Task objective: Check each line of the records below for the word "state" and copy those where it appears.

[Saved entries]
[Start of Attachment]

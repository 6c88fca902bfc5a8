use std::fmt;
use std::path::PathBuf;
use std::sync::Arc;

use serde::Serialize;

use crate::Context;
use crate::DfmResult;
use crate::Point;
use crate::Position;
use crate::parser::Parser;

/// A block-level node of the token tree.
#[derive(Debug, Clone, PartialEq, Serialize)]
pub struct BlockToken {
	/// Name of the rule that produced this token.
	pub rule: &'static str,
	/// Where the token came from in its source file.
	pub position: Position,
	#[serde(flatten)]
	pub kind: BlockKind,
}

/// The block token variants.
#[derive(Debug, Clone, PartialEq, Serialize)]
#[serde(tag = "type", rename_all = "camelCase")]
#[non_exhaustive]
pub enum BlockKind {
	/// The root of a parsed document.
	Document { children: Vec<BlockToken> },
	/// One or more blank lines.
	Newline,
	/// Input consumed for its side effect only, e.g. a link definition.
	Ignore,
	Heading {
		depth: u8,
		id: Option<String>,
		content: Vec<InlineToken>,
	},
	Paragraph { content: Vec<InlineToken> },
	/// Loose text inside list items. Rendered bare in tight lists.
	Text { content: Vec<InlineToken> },
	Code { lang: Option<String>, text: String },
	Hr,
	Blockquote { children: Vec<BlockToken> },
	List {
		ordered: bool,
		start: Option<u64>,
		loose: bool,
		items: Vec<BlockToken>,
	},
	ListItem {
		checked: Option<bool>,
		loose: bool,
		children: Vec<BlockToken>,
	},
	Html { raw: String },
	Table {
		align: Vec<Option<Alignment>>,
		header: Vec<Vec<InlineToken>>,
		rows: Vec<Vec<Vec<InlineToken>>>,
	},
	/// `> [!NOTE]` style callout. Children are the quote content following
	/// the marker.
	Note {
		kind: String,
		children: Vec<BlockToken>,
	},
	/// `> [!div class="..."]` container.
	Section {
		attributes: String,
		children: Vec<BlockToken>,
	},
	Video { url: String },
	/// An unexpanded `[!include[...](...)]` block.
	Include(IncludeDirective),
	/// The expanded content of an include.
	Included {
		path: PathBuf,
		children: Vec<BlockToken>,
	},
	/// Source text rendered verbatim (escaped), used when an include fails.
	Raw { text: String },
	/// A two-phase placeholder, resolved by [`Parser::resolve_pending`].
	#[serde(skip_serializing)]
	Pending(Deferred),
}

/// An inline-level node of the token tree.
#[derive(Debug, Clone, PartialEq, Serialize)]
pub struct InlineToken {
	pub rule: &'static str,
	pub position: Position,
	#[serde(flatten)]
	pub kind: InlineKind,
}

#[derive(Debug, Clone, PartialEq, Serialize)]
#[serde(tag = "type", rename_all = "camelCase")]
#[non_exhaustive]
pub enum InlineKind {
	Text { text: String },
	Escape { text: String },
	Link {
		href: String,
		title: Option<String>,
		children: Vec<InlineToken>,
	},
	Image {
		src: String,
		title: Option<String>,
		alt: String,
	},
	Strong { children: Vec<InlineToken> },
	Em { children: Vec<InlineToken> },
	Del { children: Vec<InlineToken> },
	CodeSpan { code: String },
	Br,
	/// Inline HTML, passed through untouched.
	Tag { raw: String },
	AutoLink { href: String, text: String },
	/// A cross reference, `<xref:uid>` or `@uid`.
	Xref { uid: String, raw: String },
	Include(IncludeDirective),
	Included {
		path: PathBuf,
		children: Vec<InlineToken>,
	},
	Raw { text: String },
}

#[derive(Debug, Clone, Copy, PartialEq, Eq, Serialize)]
#[serde(rename_all = "camelCase")]
pub enum Alignment {
	Left,
	Center,
	Right,
}

impl Alignment {
	pub fn as_str(self) -> &'static str {
		match self {
			Self::Left => "left",
			Self::Center => "center",
			Self::Right => "right",
		}
	}
}

/// The parsed form of `[!include[title](path)]`.
#[derive(Debug, Clone, PartialEq, Eq, Serialize)]
pub struct IncludeDirective {
	pub title: String,
	pub path: String,
	/// The original directive text, rendered when the include can't be
	/// expanded.
	pub raw: String,
}

/// Continuation stored in a [`Deferred`] token.
pub type Resume = Arc<dyn Fn(&Parser, &Deferred) -> DfmResult<BlockToken> + Send + Sync>;

/// A block whose final form depends on state that is only complete after the
/// first tokenization pass, such as link definitions declared later in the
/// document.
#[derive(Clone)]
pub struct Deferred {
	pub rule: &'static str,
	pub position: Position,
	/// The raw text the continuation works on.
	pub source: String,
	/// Location of `source` in the file.
	pub origin: Point,
	/// The context at the time the rule matched.
	pub context: Context,
	resume: Resume,
}

impl Deferred {
	pub fn new(
		rule: &'static str,
		position: Position,
		source: impl Into<String>,
		origin: Point,
		context: Context,
		resume: impl Fn(&Parser, &Deferred) -> DfmResult<BlockToken> + Send + Sync + 'static,
	) -> Self {
		Self {
			rule,
			position,
			source: source.into(),
			origin,
			context,
			resume: Arc::new(resume),
		}
	}

	/// Run the continuation against the completed parser state.
	pub fn resume(&self, parser: &Parser) -> DfmResult<BlockToken> {
		(self.resume)(parser, self)
	}
}

impl fmt::Debug for Deferred {
	fn fmt(&self, f: &mut fmt::Formatter<'_>) -> fmt::Result {
		f.debug_struct("Deferred")
			.field("rule", &self.rule)
			.field("position", &self.position)
			.field("source", &self.source)
			.finish_non_exhaustive()
	}
}

impl PartialEq for Deferred {
	fn eq(&self, other: &Self) -> bool {
		self.rule == other.rule
			&& self.position == other.position
			&& self.source == other.source
			&& Arc::ptr_eq(&self.resume, &other.resume)
	}
}

/// Field-less discriminant of [`BlockKind`], used as the renderer table key.
#[derive(Debug, Clone, Copy, PartialEq, Eq, Hash)]
pub enum BlockTag {
	Document,
	Newline,
	Ignore,
	Heading,
	Paragraph,
	Text,
	Code,
	Hr,
	Blockquote,
	List,
	ListItem,
	Html,
	Table,
	Note,
	Section,
	Video,
	Include,
	Included,
	Raw,
	Pending,
}

impl BlockTag {
	pub const ALL: [BlockTag; 20] = [
		Self::Document,
		Self::Newline,
		Self::Ignore,
		Self::Heading,
		Self::Paragraph,
		Self::Text,
		Self::Code,
		Self::Hr,
		Self::Blockquote,
		Self::List,
		Self::ListItem,
		Self::Html,
		Self::Table,
		Self::Note,
		Self::Section,
		Self::Video,
		Self::Include,
		Self::Included,
		Self::Raw,
		Self::Pending,
	];
}

/// Field-less discriminant of [`InlineKind`].
#[derive(Debug, Clone, Copy, PartialEq, Eq, Hash)]
pub enum InlineTag {
	Text,
	Escape,
	Link,
	Image,
	Strong,
	Em,
	Del,
	CodeSpan,
	Br,
	Tag,
	AutoLink,
	Xref,
	Include,
	Included,
	Raw,
}

impl InlineTag {
	pub const ALL: [InlineTag; 15] = [
		Self::Text,
		Self::Escape,
		Self::Link,
		Self::Image,
		Self::Strong,
		Self::Em,
		Self::Del,
		Self::CodeSpan,
		Self::Br,
		Self::Tag,
		Self::AutoLink,
		Self::Xref,
		Self::Include,
		Self::Included,
		Self::Raw,
	];
}

impl BlockToken {
	pub fn new(rule: &'static str, position: Position, kind: BlockKind) -> Self {
		Self {
			rule,
			position,
			kind,
		}
	}

	/// Wrap top-level tokens into a document root.
	pub fn document(children: Vec<BlockToken>, position: Position) -> Self {
		Self::new("document", position, BlockKind::Document { children })
	}

	pub fn tag(&self) -> BlockTag {
		self.kind.tag()
	}

	/// Child blocks, empty for leaves.
	pub fn children(&self) -> &[BlockToken] {
		match &self.kind {
			BlockKind::Document { children }
			| BlockKind::Blockquote { children }
			| BlockKind::ListItem { children, .. }
			| BlockKind::Note { children, .. }
			| BlockKind::Section { children, .. }
			| BlockKind::Included { children, .. } => children,
			BlockKind::List { items, .. } => items,
			_ => &[],
		}
	}

	/// Mutable access to the child list of container blocks.
	pub fn children_mut(&mut self) -> Option<&mut Vec<BlockToken>> {
		match &mut self.kind {
			BlockKind::Document { children }
			| BlockKind::Blockquote { children }
			| BlockKind::ListItem { children, .. }
			| BlockKind::Note { children, .. }
			| BlockKind::Section { children, .. }
			| BlockKind::Included { children, .. } => Some(children),
			BlockKind::List { items, .. } => Some(items),
			_ => None,
		}
	}

	/// The inline sequences owned by a leaf block. Tables own one per cell.
	pub fn inlines(&self) -> Vec<&[InlineToken]> {
		match &self.kind {
			BlockKind::Heading { content, .. }
			| BlockKind::Paragraph { content }
			| BlockKind::Text { content } => vec![content.as_slice()],
			BlockKind::Table { header, rows, .. } => {
				header
					.iter()
					.chain(rows.iter().flatten())
					.map(Vec::as_slice)
					.collect()
			}
			_ => Vec::new(),
		}
	}

	pub fn inlines_mut(&mut self) -> Vec<&mut Vec<InlineToken>> {
		match &mut self.kind {
			BlockKind::Heading { content, .. }
			| BlockKind::Paragraph { content }
			| BlockKind::Text { content } => vec![content],
			BlockKind::Table { header, rows, .. } => {
				header.iter_mut().chain(rows.iter_mut().flatten()).collect()
			}
			_ => Vec::new(),
		}
	}

	pub fn is_container(&self) -> bool {
		self.kind.is_container()
	}
}

impl BlockKind {
	pub fn tag(&self) -> BlockTag {
		match self {
			Self::Document { .. } => BlockTag::Document,
			Self::Newline => BlockTag::Newline,
			Self::Ignore => BlockTag::Ignore,
			Self::Heading { .. } => BlockTag::Heading,
			Self::Paragraph { .. } => BlockTag::Paragraph,
			Self::Text { .. } => BlockTag::Text,
			Self::Code { .. } => BlockTag::Code,
			Self::Hr => BlockTag::Hr,
			Self::Blockquote { .. } => BlockTag::Blockquote,
			Self::List { .. } => BlockTag::List,
			Self::ListItem { .. } => BlockTag::ListItem,
			Self::Html { .. } => BlockTag::Html,
			Self::Table { .. } => BlockTag::Table,
			Self::Note { .. } => BlockTag::Note,
			Self::Section { .. } => BlockTag::Section,
			Self::Video { .. } => BlockTag::Video,
			Self::Include(_) => BlockTag::Include,
			Self::Included { .. } => BlockTag::Included,
			Self::Raw { .. } => BlockTag::Raw,
			Self::Pending(_) => BlockTag::Pending,
		}
	}

	fn is_container(&self) -> bool {
		matches!(
			self,
			Self::Document { .. }
				| Self::Blockquote { .. }
				| Self::List { .. }
				| Self::ListItem { .. }
				| Self::Note { .. }
				| Self::Section { .. }
				| Self::Included { .. }
		)
	}
}

impl InlineToken {
	pub fn new(rule: &'static str, position: Position, kind: InlineKind) -> Self {
		Self {
			rule,
			position,
			kind,
		}
	}

	pub fn text(rule: &'static str, position: Position, text: impl Into<String>) -> Self {
		Self::new(rule, position, InlineKind::Text { text: text.into() })
	}

	pub fn tag(&self) -> InlineTag {
		match &self.kind {
			InlineKind::Text { .. } => InlineTag::Text,
			InlineKind::Escape { .. } => InlineTag::Escape,
			InlineKind::Link { .. } => InlineTag::Link,
			InlineKind::Image { .. } => InlineTag::Image,
			InlineKind::Strong { .. } => InlineTag::Strong,
			InlineKind::Em { .. } => InlineTag::Em,
			InlineKind::Del { .. } => InlineTag::Del,
			InlineKind::CodeSpan { .. } => InlineTag::CodeSpan,
			InlineKind::Br => InlineTag::Br,
			InlineKind::Tag { .. } => InlineTag::Tag,
			InlineKind::AutoLink { .. } => InlineTag::AutoLink,
			InlineKind::Xref { .. } => InlineTag::Xref,
			InlineKind::Include(_) => InlineTag::Include,
			InlineKind::Included { .. } => InlineTag::Included,
			InlineKind::Raw { .. } => InlineTag::Raw,
		}
	}

	pub fn children(&self) -> &[InlineToken] {
		match &self.kind {
			InlineKind::Link { children, .. }
			| InlineKind::Strong { children }
			| InlineKind::Em { children }
			| InlineKind::Del { children }
			| InlineKind::Included { children, .. } => children,
			_ => &[],
		}
	}

	pub fn children_mut(&mut self) -> Option<&mut Vec<InlineToken>> {
		match &mut self.kind {
			InlineKind::Link { children, .. }
			| InlineKind::Strong { children }
			| InlineKind::Em { children }
			| InlineKind::Del { children }
			| InlineKind::Included { children, .. } => Some(children),
			_ => None,
		}
	}

	/// Append the visible text of this token to `out`.
	pub fn collect_text(&self, out: &mut String) {
		match &self.kind {
			InlineKind::Text { text }
			| InlineKind::Escape { text }
			| InlineKind::Raw { text }
			| InlineKind::AutoLink { text, .. } => out.push_str(text),
			InlineKind::CodeSpan { code } => out.push_str(code),
			InlineKind::Image { alt, .. } => out.push_str(alt),
			InlineKind::Xref { uid, .. } => out.push_str(uid),
			InlineKind::Include(directive) => out.push_str(&directive.raw),
			InlineKind::Br => out.push(' '),
			InlineKind::Tag { .. } => {}
			InlineKind::Link { .. }
			| InlineKind::Strong { .. }
			| InlineKind::Em { .. }
			| InlineKind::Del { .. }
			| InlineKind::Included { .. } => {
				for child in self.children() {
					child.collect_text(out);
				}
			}
		}
	}
}

/// The visible text of an inline sequence, without markup.
pub fn plain_text(tokens: &[InlineToken]) -> String {
	let mut out = String::new();
	for token in tokens {
		token.collect_text(&mut out);
	}
	out
}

[End of Attachment]

Task output:
/// A block whose final form depends on state that is only complete after the
	/// Run the continuation against the completed parser state.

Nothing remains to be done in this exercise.